With your inauguration just a couple months away, you'll soon have the opportunity to convert your Web-enabled campaign -- and vast community of online supporters -- into a new kind of government. Forgive the jargon, but we're talking about White House 2.0. You now have the chance to give the executive branch a complete technological makeover, endowing it with all the extraordinary capabilities of the modern Internet. This isn't a partisan issue. A truly modern presidency would tap into the vigor and potential of all Americans, by means of searchable online databases, full-scale interactivity, and the distributed problem-solving that comes with social networks. For the first time ever, and under your leadership, the federal bureaucracy can become more accessible, more transparent and -- most important -- more effective than it's ever been.
These aren't just vague ideas and Webby catchphrases. A movement is building around the country -- indeed, around the world -- to work out how information technology might promote democracy and improve government. I've collected ideas from some of the engineers, activists and visionaries who are leading the way. And now I'd like to provide you with something of a wish list. How should you use the Internet to revolutionize government? A few suggestions.
Seldom have I ever read anything less worthy of reading, so I quit after 1 of 2. Hide everything on line where the old folks that actually vote do not venture. Science is good and the internet is good, but sometimes old is better.
Is. . . anyone worried about hacking?
I mean, modern computer users can get in to even the Pentagon and such. Some hackers can take over whole computers even. I'm canadian, and also very inexperienced : P. But how fool proof /IS/ the government's system?
There was a quote from an ex-CIA agent;
"Bring me 50 of the world's best hackers, and I will bring this country to its knees"

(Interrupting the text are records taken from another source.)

use std::path::{Path, PathBuf};

use anyhow::Context as _;
use loam_daemon::{Daemon, DaemonConfig};
use tracing_subscriber::layer::SubscriberExt;
use tracing_subscriber::util::SubscriberInitExt;
use tracing_subscriber::{reload, EnvFilter};

fn main() -> anyhow::Result<()> {
    let args: Vec<String> = std::env::args().skip(1).collect();
    if args.iter().any(|arg| arg == "--version" || arg == "-V") {
        println!("{}", env!("CARGO_PKG_VERSION"));
        return Ok(());
    }
    if args.iter().any(|arg| arg == "--help" || arg == "-h") {
        eprintln!(
            "loam-daemon {version}\n\nUsage:\n  loam-daemon [--config <path>]\n",
            version = env!("CARGO_PKG_VERSION")
        );
        return Ok(());
    }

    let config = DaemonConfig::load(parse_config_arg(&args).as_deref());

    let log_path = config
        .log_file
        .clone()
        .unwrap_or_else(|| std::env::temp_dir().join("loam-daemon.log"));
    rotate_log(&log_path);
    let log_file = std::fs::OpenOptions::new()
        .create(true)
        .append(true)
        .open(&log_path)
        .with_context(|| format!("opening log file {}", log_path.display()))?;

    let baseline = if config.verbose { "debug" } else { "info" };
    let env_filter =
        EnvFilter::try_from_env("LOAM_LOG").unwrap_or_else(|_| EnvFilter::new(baseline));
    let (filter_layer, reload_handle) = reload::Layer::new(env_filter);
    tracing_subscriber::registry()
        .with(filter_layer)
        .with(
            tracing_subscriber::fmt::layer()
                .with_ansi(false)
                .with_writer(std::sync::Mutex::new(log_file)),
        )
        .init();

    tracing::info!(
        target = "loam.daemon",
        version = env!("CARGO_PKG_VERSION"),
        log = %log_path.display(),
        "starting"
    );

    let verbose_hook = move |enabled: bool| {
        let directive = if enabled { "debug" } else { baseline };
        if let Err(err) = reload_handle.modify(|filter| *filter = EnvFilter::new(directive)) {
            tracing::warn!(target = "loam.daemon", error = %err, "failed to reload log filter");
        }
    };

    let runtime = tokio::runtime::Builder::new_current_thread()
        .enable_io()
        .enable_time()
        .build()
        .context("building the runtime")?;
    let flush_interval = config.telemetry_flush_interval();
    runtime
        .block_on(
            Daemon::new(tokio::io::stdin(), tokio::io::stdout())
                .with_flush_interval(flush_interval)
                .with_verbose_hook(verbose_hook)
                .run(),
        )
        .context("daemon loop failed")?;
    Ok(())
}

fn parse_config_arg(args: &[String]) -> Option<PathBuf> {
    let mut iter = args.iter();
    while let Some(arg) = iter.next() {
        if arg == "--config" {
            return iter.next().map(PathBuf::from);
        }
    }
    None
}

/// Rotate the previous run's log out of the way: `current` → `current.old`.
fn rotate_log(path: &Path) {
    if path.exists() {
        let mut old = path.as_os_str().to_owned();
        old.push(".old");
        let _ = std::fs::rename(path, PathBuf::from(old));
    }
}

In order to set up an interactive community, AND online as well, there will need to be several hundreds of layers of security precautions. More so, what about leaks? Getting a hold of a government operator would be easier, and you could be breaking into servers in and out easily. As well, you'd have hundreds of members in such a community, and I don't think the president can handle ALL of them. You'd need thousands of staff, all trained to best answer questions. And even then, it's not really average american-president interaction. It's like talking to Kid's Help Phone, trying to figure out your life.
Thankfully, most of the data they are talking about providing online is already publicly available. Voting records are already online, but they're only listed by the bill that was voted on - it's not currently possible (at least on the government website) to select a senator and see that PERSON'S entire voting record.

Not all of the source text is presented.